Outre les problèmes d’hygiène, le rapport du défenseur des droits pointait également du doigt les forces de l’ordre, accusées par de nombreuses ONG de violenter les migrants de Calais. Destruction de couvertures et de denrées alimentaires, utilisation du gaz lacrymogène (ou du gaz poivre) : des pratiques odieuses à nouveau condamnées par Human Rights Watch dans l’un de leur rapport. Sur 61 migrants interrogés par l’ONG, 55 ont par exemple déclaré avoir été “aspergés dans leur sommeil”.

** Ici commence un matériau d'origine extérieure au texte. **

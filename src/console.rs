use std::io::{self, BufRead, Write};
use std::path::PathBuf;

use tokio::runtime::Runtime;

use crate::application::{reconcile, DownloadCoordinator, SessionEvent};
use crate::domain::{DownloadMode, MediaInfo, SessionOutcome, SessionState};
use crate::utils::{format_duration, format_views, parse_selection};

const RULE: &str = "============================================================";

/// Text menu front end. Reads answers from `input`, writes to `output`.
pub struct Console<R, W> {
    input: R,
    output: W,
    runtime: Runtime,
    coordinator: DownloadCoordinator,
    default_dir: PathBuf,
    session: SessionState,
}

enum Choice {
    Single(DownloadMode),
    Playlist,
}

impl<R: BufRead, W: Write> Console<R, W> {
    pub fn new(
        coordinator: DownloadCoordinator,
        default_dir: PathBuf,
        input: R,
        output: W,
    ) -> io::Result<Self> {
        let runtime = tokio::runtime::Builder::new_multi_thread()
            .enable_all()
            .build()?;

        Ok(Self {
            input,
            output,
            runtime,
            coordinator,
            default_dir,
            session: SessionState::default(),
        })
    }

    /// Read one trimmed line; `None` once input is exhausted.
    fn prompt(&mut self, question: &str) -> io::Result<Option<String>> {
        write!(self.output, "{}", question)?;
        self.output.flush()?;

        let mut line = String::new();
        if self.input.read_line(&mut line)? == 0 {
            return Ok(None);
        }
        Ok(Some(line.trim().to_string()))
    }

    fn confirm(&mut self, question: &str) -> io::Result<bool> {
        Ok(self
            .prompt(question)?
            .map(|answer| answer.eq_ignore_ascii_case("y"))
            .unwrap_or(false))
    }

    pub fn run(&mut self) -> io::Result<()> {
        writeln!(self.output, "{}", RULE)?;
        writeln!(self.output, "{:^60}", "YOUTUBE VIDEO DOWNLOADER")?;
        writeln!(self.output, "{}", RULE)?;
        if self.coordinator.ffmpeg().is_none() {
            writeln!(
                self.output,
                "Warning: ffmpeg not found, MP3 conversion may not work"
            )?;
        }

        loop {
            writeln!(self.output)?;
            writeln!(self.output, "MENU:")?;
            writeln!(self.output, "1. Download video (best quality)")?;
            writeln!(self.output, "2. Download audio only (MP3)")?;
            writeln!(self.output, "3. Download playlist")?;
            writeln!(self.output, "4. Exit")?;
            writeln!(self.output)?;

            let choice = match self.prompt("Choose an option (1-4): ")?.as_deref() {
                Some("1") => Choice::Single(DownloadMode::Video),
                Some("2") => Choice::Single(DownloadMode::Audio),
                Some("3") => Choice::Playlist,
                Some("4") | None => break,
                Some(_) => {
                    writeln!(self.output, "Invalid option! Try again.")?;
                    continue;
                }
            };

            if !self.handle(choice)? {
                break;
            }

            if !self.confirm("\nDownload another? (y/n): ")? {
                break;
            }
        }

        self.farewell()
    }

    fn farewell(&mut self) -> io::Result<()> {
        let cleanup = reconcile(&self.default_dir);
        for warning in &cleanup.warnings {
            writeln!(self.output, "Warning: {}", warning)?;
        }
        writeln!(self.output, "\nBye!")
    }

    /// One menu action. `Ok(false)` when input ran out mid-way.
    fn handle(&mut self, choice: Choice) -> io::Result<bool> {
        let Some(url) = self.prompt("\nPaste the YouTube link: ")? else {
            return Ok(false);
        };

        let default_dir = self.default_dir.display().to_string();
        let Some(dir) = self.prompt(&format!("Destination folder (Enter for '{}'): ", default_dir))?
        else {
            return Ok(false);
        };
        let base_dir = if dir.is_empty() {
            self.default_dir.clone()
        } else {
            PathBuf::from(dir)
        };

        if let Err(e) = self.session.begin_analysis() {
            writeln!(self.output, "Error: {}", e)?;
            return Ok(true);
        }
        writeln!(self.output, "\nAnalyzing link...")?;
        let probed = self.runtime.block_on(self.coordinator.probe(url));
        let media = match probed {
            Ok(media) => media,
            Err(e) => {
                self.session.finish_analysis(None);
                writeln!(self.output, "Error: {}", e)?;
                return Ok(true);
            }
        };
        self.session.finish_analysis(Some(media.clone()));
        self.describe(&media)?;

        let (mode, selection) = match (&media, choice) {
            (MediaInfo::Video(_), Choice::Single(mode)) => (mode, Vec::new()),
            (MediaInfo::Video(_), Choice::Playlist) => {
                writeln!(self.output, "Could not detect a playlist. Check the link.")?;
                return Ok(true);
            }
            (MediaInfo::Collection(collection), choice) => {
                let mode = match choice {
                    Choice::Single(mode) => mode,
                    Choice::Playlist => {
                        match self.prompt("Format: 1. Video (MP4)  2. Audio (MP3) [1]: ")? {
                            Some(answer) if answer == "2" => DownloadMode::Audio,
                            Some(_) => DownloadMode::Video,
                            None => return Ok(false),
                        }
                    }
                };

                let count = collection.member_count();
                let Some(answer) =
                    self.prompt("Items to download (Enter for all, e.g. 1,3,5-7): ")?
                else {
                    return Ok(false);
                };
                let selection = match parse_selection(&answer, count) {
                    Ok(selection) => selection,
                    Err(e) => {
                        writeln!(self.output, "Error: {}", e)?;
                        return Ok(true);
                    }
                };

                if !self.confirm(&format!("Download {} videos? (y/n): ", selection.len()))? {
                    writeln!(self.output, "Download cancelled.")?;
                    return Ok(true);
                }
                (mode, selection)
            }
        };

        let plan = match DownloadCoordinator::build_plan(&media, mode, &selection, &base_dir) {
            Ok(plan) => plan,
            Err(e) => {
                writeln!(self.output, "Error: {}", e)?;
                return Ok(true);
            }
        };

        if let Err(e) = self.session.begin_download() {
            writeln!(self.output, "Error: {}", e)?;
            return Ok(true);
        }
        writeln!(self.output, "\nSaving to: {}", plan.destination.display())?;

        let Self {
            runtime,
            output,
            coordinator,
            ..
        } = self;
        runtime.block_on(async {
            let mut events = coordinator.spawn_session(plan);
            while let Some(event) = events.recv().await {
                render(output, &event)?;
            }
            Ok::<(), io::Error>(())
        })?;

        self.session.finish_download();
        Ok(true)
    }

    fn describe(&mut self, media: &MediaInfo) -> io::Result<()> {
        match media {
            MediaInfo::Video(target) => {
                writeln!(self.output, "Title: {}", target.title)?;
                if let Some(uploader) = &target.uploader {
                    writeln!(self.output, "Channel: {}", uploader)?;
                }
                if let Some(duration) = target.duration {
                    writeln!(self.output, "Duration: {}", format_duration(duration))?;
                }
                let views = target
                    .view_count
                    .map(format_views)
                    .unwrap_or_else(|| "N/A".to_string());
                writeln!(self.output, "Views: {}", views)?;
            }
            MediaInfo::Collection(collection) => {
                writeln!(self.output, "Playlist: {}", collection.title)?;
                if let Some(uploader) = &collection.uploader {
                    writeln!(self.output, "Channel: {}", uploader)?;
                }
                writeln!(self.output, "Total videos: {}", collection.member_count())?;
                for (i, entry) in collection.entries.iter().enumerate() {
                    writeln!(self.output, "  {}. {}", i + 1, entry.title)?;
                }
            }
        }
        Ok(())
    }
}

fn render<W: Write>(output: &mut W, event: &SessionEvent) -> io::Result<()> {
    match event {
        SessionEvent::TargetStarted {
            position,
            total,
            title,
        } => {
            if *total > 1 {
                writeln!(output, "\n[{}/{}] {}", position, total, title)?;
            } else {
                writeln!(output, "\nDownloading: {}", title)?;
            }
        }
        SessionEvent::Progress(update) => {
            write!(output, "\r{:<60}", update.status)?;
            output.flush()?;
        }
        SessionEvent::TargetFinished(outcome) => match &outcome.outcome {
            SessionOutcome::Succeeded => writeln!(output, "\nDone: {}", outcome.title)?,
            SessionOutcome::Failed(reason) => writeln!(output, "\nFailed: {}", reason)?,
        },
        SessionEvent::Finished(report) => {
            if !report.cleanup.is_noop() {
                writeln!(output, "\nOrganizing files...")?;
                for path in &report.cleanup.promoted {
                    writeln!(output, "File fixed: {}", path.display())?;
                }
                for warning in &report.cleanup.warnings {
                    writeln!(output, "Warning: {}", warning)?;
                }
            }
            writeln!(output, "\n{}", report.summary())?;
        }
    }
    Ok(())
}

Face à l’afflux de témoignages accablants, Gérard Collomb a donc annoncé ce lundi 31 juillet avoir saisi l’Inspection générale de la police nationale (IGPN) et d’autres institutions ad hoc pour enquêter sur ces faits. “Je rappelle que dans les forces de sécurité, il n’existe pas d’usage du gaz poivre”, a-t-il déclaré, avant de concéder qu’“il [pouvait] y avoir quelques dérapages individuellement”. À Calais, il semblerait que l’individuel soit devenu la triste norme.